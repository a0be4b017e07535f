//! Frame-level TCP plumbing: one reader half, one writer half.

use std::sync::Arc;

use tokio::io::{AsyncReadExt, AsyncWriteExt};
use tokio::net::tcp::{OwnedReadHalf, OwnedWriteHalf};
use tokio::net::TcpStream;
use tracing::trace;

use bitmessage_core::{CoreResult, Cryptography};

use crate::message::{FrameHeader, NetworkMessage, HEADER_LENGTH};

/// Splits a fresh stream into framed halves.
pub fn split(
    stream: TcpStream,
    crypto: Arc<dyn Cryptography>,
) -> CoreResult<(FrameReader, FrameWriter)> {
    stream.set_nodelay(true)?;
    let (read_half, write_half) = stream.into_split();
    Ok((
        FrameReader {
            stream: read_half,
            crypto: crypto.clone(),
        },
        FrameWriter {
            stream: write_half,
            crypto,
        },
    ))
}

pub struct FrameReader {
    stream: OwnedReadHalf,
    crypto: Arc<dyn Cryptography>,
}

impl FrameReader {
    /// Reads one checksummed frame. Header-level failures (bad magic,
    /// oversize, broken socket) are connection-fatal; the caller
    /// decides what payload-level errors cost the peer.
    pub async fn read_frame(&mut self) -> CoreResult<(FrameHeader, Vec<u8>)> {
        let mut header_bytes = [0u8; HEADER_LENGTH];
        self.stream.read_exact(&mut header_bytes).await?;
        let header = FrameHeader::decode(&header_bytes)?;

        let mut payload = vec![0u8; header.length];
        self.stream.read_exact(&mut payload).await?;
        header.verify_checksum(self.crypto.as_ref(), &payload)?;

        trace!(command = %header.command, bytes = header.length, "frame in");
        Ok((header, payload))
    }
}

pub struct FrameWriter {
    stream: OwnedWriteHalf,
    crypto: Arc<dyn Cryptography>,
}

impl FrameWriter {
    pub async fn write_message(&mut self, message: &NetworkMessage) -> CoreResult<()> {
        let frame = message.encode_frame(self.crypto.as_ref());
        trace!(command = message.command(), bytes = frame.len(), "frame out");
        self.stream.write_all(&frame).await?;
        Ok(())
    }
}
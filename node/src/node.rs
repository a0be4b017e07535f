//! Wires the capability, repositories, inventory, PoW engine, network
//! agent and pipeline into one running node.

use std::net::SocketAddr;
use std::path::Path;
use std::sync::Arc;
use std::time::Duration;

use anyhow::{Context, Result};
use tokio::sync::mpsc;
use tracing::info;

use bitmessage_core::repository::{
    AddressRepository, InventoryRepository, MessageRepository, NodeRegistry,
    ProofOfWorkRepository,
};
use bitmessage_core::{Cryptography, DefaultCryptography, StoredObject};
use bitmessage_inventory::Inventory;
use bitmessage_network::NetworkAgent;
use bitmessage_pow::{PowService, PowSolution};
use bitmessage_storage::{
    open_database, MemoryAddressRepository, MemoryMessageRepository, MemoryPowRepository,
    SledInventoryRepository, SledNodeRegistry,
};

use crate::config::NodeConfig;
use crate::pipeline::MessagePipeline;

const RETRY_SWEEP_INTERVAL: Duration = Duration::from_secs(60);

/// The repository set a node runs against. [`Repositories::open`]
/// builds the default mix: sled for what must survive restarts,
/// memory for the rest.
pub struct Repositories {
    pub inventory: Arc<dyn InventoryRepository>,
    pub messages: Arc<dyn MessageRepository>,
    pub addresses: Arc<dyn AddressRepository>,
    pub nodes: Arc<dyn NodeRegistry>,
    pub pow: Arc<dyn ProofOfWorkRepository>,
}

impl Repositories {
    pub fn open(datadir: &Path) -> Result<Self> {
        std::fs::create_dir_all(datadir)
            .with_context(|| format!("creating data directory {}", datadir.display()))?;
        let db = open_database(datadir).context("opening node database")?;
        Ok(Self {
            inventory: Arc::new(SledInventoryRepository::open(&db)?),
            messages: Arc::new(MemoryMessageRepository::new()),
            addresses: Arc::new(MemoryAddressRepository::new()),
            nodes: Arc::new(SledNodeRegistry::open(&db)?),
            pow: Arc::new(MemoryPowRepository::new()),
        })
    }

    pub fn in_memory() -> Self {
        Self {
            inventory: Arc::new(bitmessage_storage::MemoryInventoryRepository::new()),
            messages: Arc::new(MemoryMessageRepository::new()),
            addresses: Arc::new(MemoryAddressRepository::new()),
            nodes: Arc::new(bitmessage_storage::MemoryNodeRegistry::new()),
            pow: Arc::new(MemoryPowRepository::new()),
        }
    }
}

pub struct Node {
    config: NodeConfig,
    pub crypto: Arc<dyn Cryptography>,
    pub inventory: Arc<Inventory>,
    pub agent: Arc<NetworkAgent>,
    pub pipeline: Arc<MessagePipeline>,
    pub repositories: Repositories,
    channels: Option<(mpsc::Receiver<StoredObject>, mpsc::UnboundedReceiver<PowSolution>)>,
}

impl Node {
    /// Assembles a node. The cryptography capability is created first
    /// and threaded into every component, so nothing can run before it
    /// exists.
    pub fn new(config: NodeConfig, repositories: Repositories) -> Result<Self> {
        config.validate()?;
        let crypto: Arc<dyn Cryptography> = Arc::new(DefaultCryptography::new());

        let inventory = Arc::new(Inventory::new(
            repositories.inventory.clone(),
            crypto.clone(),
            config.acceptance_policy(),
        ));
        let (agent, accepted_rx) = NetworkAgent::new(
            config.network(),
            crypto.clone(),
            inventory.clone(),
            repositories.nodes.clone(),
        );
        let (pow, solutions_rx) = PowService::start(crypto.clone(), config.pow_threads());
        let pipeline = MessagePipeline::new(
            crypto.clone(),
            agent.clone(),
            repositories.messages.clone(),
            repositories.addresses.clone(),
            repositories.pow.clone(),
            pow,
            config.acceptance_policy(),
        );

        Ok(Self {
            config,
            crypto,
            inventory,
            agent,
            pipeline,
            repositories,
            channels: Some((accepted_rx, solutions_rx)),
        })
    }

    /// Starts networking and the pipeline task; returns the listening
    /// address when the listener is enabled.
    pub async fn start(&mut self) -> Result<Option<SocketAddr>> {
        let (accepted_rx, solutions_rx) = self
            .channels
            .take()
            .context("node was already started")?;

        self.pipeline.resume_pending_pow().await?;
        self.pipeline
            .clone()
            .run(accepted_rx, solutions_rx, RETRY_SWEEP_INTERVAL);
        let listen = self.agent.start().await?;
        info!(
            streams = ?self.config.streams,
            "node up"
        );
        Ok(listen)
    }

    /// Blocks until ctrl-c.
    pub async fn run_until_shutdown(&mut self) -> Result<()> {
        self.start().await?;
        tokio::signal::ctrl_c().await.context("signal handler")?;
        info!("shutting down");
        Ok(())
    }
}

* * *

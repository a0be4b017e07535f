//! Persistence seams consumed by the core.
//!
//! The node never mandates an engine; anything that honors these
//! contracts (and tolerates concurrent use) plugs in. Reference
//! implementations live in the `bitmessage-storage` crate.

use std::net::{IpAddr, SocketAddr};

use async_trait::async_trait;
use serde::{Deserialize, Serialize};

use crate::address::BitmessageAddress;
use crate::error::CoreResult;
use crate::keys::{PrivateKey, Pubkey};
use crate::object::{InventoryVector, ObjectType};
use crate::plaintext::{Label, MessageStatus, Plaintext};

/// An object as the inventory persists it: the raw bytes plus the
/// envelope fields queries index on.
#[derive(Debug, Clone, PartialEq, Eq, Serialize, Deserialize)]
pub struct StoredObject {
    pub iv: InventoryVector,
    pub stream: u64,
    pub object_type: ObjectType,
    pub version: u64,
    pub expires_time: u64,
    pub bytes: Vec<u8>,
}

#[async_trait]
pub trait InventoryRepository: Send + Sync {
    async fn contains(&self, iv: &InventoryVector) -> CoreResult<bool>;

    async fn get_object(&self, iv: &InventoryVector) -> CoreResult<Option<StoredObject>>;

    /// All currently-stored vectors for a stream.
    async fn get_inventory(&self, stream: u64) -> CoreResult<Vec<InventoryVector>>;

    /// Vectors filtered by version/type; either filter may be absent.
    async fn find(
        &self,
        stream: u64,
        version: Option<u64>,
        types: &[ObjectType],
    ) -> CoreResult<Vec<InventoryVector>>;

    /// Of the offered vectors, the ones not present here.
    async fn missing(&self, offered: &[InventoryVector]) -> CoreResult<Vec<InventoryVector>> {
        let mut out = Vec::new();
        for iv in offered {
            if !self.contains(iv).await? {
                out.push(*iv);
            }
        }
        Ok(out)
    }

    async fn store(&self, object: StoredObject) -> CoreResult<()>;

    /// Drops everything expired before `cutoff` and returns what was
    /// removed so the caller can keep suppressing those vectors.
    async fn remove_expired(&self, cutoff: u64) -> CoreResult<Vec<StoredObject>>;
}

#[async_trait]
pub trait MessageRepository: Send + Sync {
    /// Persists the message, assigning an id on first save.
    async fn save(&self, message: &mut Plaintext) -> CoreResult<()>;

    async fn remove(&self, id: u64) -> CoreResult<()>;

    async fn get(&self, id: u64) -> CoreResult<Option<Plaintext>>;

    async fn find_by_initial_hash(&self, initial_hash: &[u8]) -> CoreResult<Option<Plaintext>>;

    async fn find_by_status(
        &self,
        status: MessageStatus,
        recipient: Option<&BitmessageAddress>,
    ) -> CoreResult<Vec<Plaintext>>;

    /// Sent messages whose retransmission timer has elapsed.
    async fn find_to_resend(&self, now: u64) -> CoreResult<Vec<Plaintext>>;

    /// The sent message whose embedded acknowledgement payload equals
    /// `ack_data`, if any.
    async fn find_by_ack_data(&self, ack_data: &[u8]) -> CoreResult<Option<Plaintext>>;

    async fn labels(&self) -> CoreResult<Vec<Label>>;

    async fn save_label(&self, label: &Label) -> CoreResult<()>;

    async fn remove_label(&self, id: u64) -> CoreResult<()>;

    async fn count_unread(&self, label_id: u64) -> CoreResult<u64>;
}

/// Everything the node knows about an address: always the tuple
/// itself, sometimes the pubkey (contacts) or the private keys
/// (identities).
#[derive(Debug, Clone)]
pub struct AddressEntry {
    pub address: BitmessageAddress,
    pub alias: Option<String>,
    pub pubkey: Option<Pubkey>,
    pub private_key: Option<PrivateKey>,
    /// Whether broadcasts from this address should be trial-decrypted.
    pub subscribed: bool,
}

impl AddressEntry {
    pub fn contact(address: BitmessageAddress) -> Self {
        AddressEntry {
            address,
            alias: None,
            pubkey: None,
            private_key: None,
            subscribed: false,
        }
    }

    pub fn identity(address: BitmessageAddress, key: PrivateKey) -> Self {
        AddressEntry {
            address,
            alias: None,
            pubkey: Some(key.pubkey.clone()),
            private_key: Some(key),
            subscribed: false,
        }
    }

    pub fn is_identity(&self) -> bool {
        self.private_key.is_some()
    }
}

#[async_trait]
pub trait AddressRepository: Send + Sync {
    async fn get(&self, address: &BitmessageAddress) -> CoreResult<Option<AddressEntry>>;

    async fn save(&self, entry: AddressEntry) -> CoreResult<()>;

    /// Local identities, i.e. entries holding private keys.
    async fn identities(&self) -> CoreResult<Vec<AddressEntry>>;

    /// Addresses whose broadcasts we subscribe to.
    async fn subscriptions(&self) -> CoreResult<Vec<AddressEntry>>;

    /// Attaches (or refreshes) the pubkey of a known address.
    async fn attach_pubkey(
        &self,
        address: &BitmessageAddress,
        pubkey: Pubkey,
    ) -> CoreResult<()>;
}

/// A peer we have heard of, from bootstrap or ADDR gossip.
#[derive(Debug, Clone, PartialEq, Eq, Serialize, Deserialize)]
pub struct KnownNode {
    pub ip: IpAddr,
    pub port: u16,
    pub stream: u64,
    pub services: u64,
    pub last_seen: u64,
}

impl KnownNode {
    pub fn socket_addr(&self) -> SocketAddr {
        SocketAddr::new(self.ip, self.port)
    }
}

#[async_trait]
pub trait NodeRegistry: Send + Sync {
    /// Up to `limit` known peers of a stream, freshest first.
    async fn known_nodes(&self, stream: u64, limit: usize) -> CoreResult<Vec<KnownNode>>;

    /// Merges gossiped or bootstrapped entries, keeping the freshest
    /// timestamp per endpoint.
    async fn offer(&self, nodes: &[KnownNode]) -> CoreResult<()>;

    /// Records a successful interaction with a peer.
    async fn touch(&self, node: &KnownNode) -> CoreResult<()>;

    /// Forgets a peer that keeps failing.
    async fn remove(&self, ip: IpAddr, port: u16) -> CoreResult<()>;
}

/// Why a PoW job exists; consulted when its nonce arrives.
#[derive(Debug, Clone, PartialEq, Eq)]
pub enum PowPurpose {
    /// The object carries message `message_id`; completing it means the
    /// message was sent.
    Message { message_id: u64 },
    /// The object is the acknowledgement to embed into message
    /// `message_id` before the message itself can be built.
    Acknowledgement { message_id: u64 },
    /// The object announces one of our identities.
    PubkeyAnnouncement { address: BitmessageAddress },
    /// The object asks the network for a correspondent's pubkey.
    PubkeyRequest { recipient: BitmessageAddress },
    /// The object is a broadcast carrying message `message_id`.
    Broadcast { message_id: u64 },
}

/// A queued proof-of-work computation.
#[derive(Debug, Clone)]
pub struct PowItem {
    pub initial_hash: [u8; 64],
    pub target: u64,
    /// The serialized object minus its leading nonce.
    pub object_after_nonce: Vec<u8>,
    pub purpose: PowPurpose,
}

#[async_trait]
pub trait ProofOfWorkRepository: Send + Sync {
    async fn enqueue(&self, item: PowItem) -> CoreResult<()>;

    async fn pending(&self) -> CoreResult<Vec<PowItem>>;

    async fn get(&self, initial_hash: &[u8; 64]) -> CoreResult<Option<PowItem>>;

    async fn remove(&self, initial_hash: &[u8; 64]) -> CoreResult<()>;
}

→ **EXERCISE**: The records are given above. Copy each line in them that holds "FrameHeader".

→ **RESPONSE**:
use crate::message::{FrameHeader, NetworkMessage, HEADER_LENGTH};
    pub async fn read_frame(&mut self) -> CoreResult<(FrameHeader, Vec<u8>)> {
        let header = FrameHeader::decode(&header_bytes)?;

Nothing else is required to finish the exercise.